July 22, 2010 by Crafty Pint

Hands up who’s heard of a braggot before? Not many, I’ll wager. And not surprising, really, given it’s a mead-ale hybrid with origins in Medieval England. A few homebrewers out there may have tried their hand at one, a number of US craft breweries knock them out on occasion, but generally it’s a style consigned to the history books. Or so I thought…

A few weeks ago, while visiting Red Duck, brewer Scott Wilson-Browne pointed to a few label-less bottles stacked in boxes in his store room.

“I've made a braggot,” he said.

“Really,” I replied, trying to prevent my face contorting into a shape that said: “A wha?”
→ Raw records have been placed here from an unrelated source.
//! Scoring strategies for a completed quiz.
//!
//! A strategy turns the submitted answers and the answer key into a score.
//! The session only knows the [`ScoringStrategy`] trait, so policies can be
//! swapped without touching the quiz flow.

use crate::matching::AnswerMatch;

/// Converts submitted answers into a score.
pub trait ScoringStrategy: std::fmt::Debug {
    /// Human-readable name for this policy.
    fn name(&self) -> &str;

    /// Score `user_answers` against `correct_answers`, paired by position.
    fn calculate_score(&self, user_answers: &[String], correct_answers: &[String]) -> u32;
}

/// Percentage of positions where the submitted answer matches the key.
///
/// Answers are paired by index up to the shorter of the two lists; extra
/// entries on either side are never counted as correct. The result is
/// `matches * 100 / correct_answers.len()`, rounded down. An empty answer key
/// scores 0.
#[derive(Debug, Clone, Copy, Default)]
pub struct PercentageScoring {
    matching: AnswerMatch,
}

impl PercentageScoring {
    /// Exact-match percentage scoring.
    pub fn new() -> Self {
        Self::default()
    }

    /// Use a different answer matching policy.
    pub fn with_matching(mut self, matching: AnswerMatch) -> Self {
        self.matching = matching;
        self
    }

    /// The matching policy in use.
    pub fn matching(&self) -> AnswerMatch {
        self.matching
    }

    /// Number of positions where the answers match.
    pub fn count_correct(&self, user_answers: &[String], correct_answers: &[String]) -> usize {
        user_answers
            .iter()
            .zip(correct_answers)
            .filter(|(user, correct)| self.matching.matches(user, correct))
            .count()
    }
}

impl ScoringStrategy for PercentageScoring {
    fn name(&self) -> &str {
        "percentage"
    }

    fn calculate_score(&self, user_answers: &[String], correct_answers: &[String]) -> u32 {
        if correct_answers.is_empty() {
            return 0;
        }
        let correct = self.count_correct(user_answers, correct_answers);
        // correct <= correct_answers.len(), so this is at most 100
        (correct * 100 / correct_answers.len()) as u32
    }
}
A few days later, I was having dinner with Ben Kraus, from Bridge Road, and a handful of other Aussie beer folk after an industry forum at Mountain Goat. I asked what specials he had lined up.

“We’re making a braggot,” he said.


Bridge_Road_logo This time I'd done my research and was able to appear less of a fool.


Amazingly, neither brewer had any inkling the other was making such a rare style.

And now they’re out – or on their way at least. Red Duck’s Ugly Duckling is a 14.3% mead / barrel-aged strong ale blend, described by a friend on sampling it as “beyond beer”, of which only 504 numbered 330ml bottles have been produced. Bridge Road’s 10% Megachile Pluto Braggot – the first brew devised by assistant brewer Nardia McGrath – has been made with 85kg of Red Stringybark Honey plus a touch of cinnamon and nutmeg.

They’re the first commercially produced braggots in Australian brewing history (we believe) and are very different, having been crafted by varying methods. Both are worth hunting down and, if you can stretch to more than one, will reward cellaring for a long time yet.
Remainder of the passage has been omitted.